- **TASK GOAL**
Scan the listing below and copy each line holding the word "WrongStep".

- **DATA UNDER STUDY**
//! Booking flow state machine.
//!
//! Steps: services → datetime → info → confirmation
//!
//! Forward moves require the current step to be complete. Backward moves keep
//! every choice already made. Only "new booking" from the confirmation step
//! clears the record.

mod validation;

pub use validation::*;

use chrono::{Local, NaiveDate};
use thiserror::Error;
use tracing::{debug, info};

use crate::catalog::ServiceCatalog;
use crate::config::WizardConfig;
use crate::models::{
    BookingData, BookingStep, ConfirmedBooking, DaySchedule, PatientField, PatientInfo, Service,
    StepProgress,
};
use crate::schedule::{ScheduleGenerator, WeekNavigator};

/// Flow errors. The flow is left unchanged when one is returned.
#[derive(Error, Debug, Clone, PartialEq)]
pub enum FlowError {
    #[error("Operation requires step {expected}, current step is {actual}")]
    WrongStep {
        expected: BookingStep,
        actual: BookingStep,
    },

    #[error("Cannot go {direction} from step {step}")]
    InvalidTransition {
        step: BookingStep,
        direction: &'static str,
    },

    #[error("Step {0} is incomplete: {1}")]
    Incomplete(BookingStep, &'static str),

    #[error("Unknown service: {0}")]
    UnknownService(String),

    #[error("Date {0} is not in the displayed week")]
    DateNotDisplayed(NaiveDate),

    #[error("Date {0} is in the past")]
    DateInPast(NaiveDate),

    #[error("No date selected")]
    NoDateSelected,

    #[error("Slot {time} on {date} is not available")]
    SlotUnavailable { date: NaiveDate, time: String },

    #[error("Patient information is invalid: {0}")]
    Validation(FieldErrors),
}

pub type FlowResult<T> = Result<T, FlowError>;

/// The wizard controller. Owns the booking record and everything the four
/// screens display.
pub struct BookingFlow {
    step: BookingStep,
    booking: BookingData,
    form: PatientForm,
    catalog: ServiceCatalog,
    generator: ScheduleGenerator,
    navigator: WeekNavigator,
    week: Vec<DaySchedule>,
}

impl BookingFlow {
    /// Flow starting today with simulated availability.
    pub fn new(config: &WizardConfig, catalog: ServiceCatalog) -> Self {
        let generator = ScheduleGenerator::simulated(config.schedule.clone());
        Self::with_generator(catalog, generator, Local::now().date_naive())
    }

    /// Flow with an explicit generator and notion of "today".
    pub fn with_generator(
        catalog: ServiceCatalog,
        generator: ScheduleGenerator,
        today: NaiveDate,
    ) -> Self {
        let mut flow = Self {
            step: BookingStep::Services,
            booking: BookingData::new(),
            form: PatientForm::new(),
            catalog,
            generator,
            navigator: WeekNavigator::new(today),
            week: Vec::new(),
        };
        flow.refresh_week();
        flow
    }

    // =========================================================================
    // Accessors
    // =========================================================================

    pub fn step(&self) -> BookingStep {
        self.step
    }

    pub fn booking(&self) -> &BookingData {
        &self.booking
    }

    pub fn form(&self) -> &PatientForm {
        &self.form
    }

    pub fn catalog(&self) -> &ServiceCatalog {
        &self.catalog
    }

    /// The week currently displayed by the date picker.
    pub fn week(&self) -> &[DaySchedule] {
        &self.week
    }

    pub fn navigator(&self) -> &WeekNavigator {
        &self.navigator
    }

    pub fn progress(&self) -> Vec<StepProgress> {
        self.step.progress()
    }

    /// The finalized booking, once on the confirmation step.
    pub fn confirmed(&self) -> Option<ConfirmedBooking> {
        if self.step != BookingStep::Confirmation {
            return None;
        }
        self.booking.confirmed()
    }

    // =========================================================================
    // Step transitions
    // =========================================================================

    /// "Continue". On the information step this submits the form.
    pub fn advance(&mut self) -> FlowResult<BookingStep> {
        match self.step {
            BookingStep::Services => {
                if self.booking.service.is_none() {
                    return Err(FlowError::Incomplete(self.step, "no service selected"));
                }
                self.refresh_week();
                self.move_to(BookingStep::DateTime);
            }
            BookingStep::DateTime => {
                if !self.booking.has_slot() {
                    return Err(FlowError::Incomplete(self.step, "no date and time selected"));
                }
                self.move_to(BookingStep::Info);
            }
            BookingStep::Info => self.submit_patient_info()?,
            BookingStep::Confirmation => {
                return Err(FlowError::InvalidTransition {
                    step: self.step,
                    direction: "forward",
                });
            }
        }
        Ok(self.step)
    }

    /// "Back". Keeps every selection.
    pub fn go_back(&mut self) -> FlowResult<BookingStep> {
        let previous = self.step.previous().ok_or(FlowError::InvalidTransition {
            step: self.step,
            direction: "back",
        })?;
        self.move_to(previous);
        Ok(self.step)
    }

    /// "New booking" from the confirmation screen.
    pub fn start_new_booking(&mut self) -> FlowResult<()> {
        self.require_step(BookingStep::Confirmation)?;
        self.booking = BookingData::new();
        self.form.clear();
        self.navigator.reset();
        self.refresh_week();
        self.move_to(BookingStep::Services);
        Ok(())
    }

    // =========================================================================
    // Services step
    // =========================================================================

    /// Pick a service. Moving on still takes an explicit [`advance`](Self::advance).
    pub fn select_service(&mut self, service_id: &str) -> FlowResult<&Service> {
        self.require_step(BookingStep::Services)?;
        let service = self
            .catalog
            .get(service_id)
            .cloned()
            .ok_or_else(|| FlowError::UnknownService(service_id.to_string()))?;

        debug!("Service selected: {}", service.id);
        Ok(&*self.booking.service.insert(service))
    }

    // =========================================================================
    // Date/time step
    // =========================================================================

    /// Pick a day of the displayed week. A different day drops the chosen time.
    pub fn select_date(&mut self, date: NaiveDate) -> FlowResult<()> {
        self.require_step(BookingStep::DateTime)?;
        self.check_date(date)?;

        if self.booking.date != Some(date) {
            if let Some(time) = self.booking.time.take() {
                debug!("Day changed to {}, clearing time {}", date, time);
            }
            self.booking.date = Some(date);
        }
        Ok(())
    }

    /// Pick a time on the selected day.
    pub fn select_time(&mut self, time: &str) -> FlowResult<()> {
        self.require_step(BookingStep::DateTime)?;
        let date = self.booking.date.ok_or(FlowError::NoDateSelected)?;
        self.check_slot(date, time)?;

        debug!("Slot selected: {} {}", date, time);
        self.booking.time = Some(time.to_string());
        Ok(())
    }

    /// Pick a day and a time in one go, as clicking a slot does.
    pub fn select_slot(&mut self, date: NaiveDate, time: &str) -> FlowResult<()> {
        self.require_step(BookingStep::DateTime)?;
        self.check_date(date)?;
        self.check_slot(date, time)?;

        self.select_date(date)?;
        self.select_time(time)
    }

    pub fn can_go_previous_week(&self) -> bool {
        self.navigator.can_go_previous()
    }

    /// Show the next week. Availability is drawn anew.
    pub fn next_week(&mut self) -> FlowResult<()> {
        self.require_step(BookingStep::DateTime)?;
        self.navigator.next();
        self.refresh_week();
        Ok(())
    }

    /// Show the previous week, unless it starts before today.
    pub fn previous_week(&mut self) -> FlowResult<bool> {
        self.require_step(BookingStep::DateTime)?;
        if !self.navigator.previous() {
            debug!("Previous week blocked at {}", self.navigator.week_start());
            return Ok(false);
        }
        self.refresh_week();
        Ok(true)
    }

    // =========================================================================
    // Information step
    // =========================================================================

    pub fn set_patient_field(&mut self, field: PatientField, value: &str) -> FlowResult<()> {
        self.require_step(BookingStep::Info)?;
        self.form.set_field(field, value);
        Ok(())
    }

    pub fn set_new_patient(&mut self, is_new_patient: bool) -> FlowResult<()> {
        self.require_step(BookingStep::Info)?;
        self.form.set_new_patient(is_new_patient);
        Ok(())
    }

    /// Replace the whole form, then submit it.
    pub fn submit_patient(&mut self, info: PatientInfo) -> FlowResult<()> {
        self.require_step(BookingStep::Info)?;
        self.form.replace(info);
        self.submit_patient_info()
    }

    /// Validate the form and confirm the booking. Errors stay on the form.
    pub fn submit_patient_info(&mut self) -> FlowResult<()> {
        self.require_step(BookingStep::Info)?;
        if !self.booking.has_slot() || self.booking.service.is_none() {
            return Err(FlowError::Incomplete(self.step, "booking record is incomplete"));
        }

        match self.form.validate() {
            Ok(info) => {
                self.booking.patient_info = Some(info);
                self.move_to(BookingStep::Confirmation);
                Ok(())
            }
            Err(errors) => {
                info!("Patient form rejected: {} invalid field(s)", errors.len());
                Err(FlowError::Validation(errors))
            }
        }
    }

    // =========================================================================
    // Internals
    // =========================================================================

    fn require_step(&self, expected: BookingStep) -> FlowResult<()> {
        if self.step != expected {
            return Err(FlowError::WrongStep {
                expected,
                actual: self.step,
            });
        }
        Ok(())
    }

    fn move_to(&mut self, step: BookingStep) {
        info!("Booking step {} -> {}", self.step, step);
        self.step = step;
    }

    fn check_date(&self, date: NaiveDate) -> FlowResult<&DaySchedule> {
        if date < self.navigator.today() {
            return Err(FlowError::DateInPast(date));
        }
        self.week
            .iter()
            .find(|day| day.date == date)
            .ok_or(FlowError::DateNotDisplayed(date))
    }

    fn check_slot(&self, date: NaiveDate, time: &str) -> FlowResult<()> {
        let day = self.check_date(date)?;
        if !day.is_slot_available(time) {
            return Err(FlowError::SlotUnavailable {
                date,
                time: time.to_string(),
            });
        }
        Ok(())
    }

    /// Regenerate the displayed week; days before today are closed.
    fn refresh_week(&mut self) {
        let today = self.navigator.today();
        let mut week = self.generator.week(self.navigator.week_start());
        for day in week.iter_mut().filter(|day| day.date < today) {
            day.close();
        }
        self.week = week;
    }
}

- **ANSWER TO THIS PROBLEM**
    WrongStep {
            return Err(FlowError::WrongStep {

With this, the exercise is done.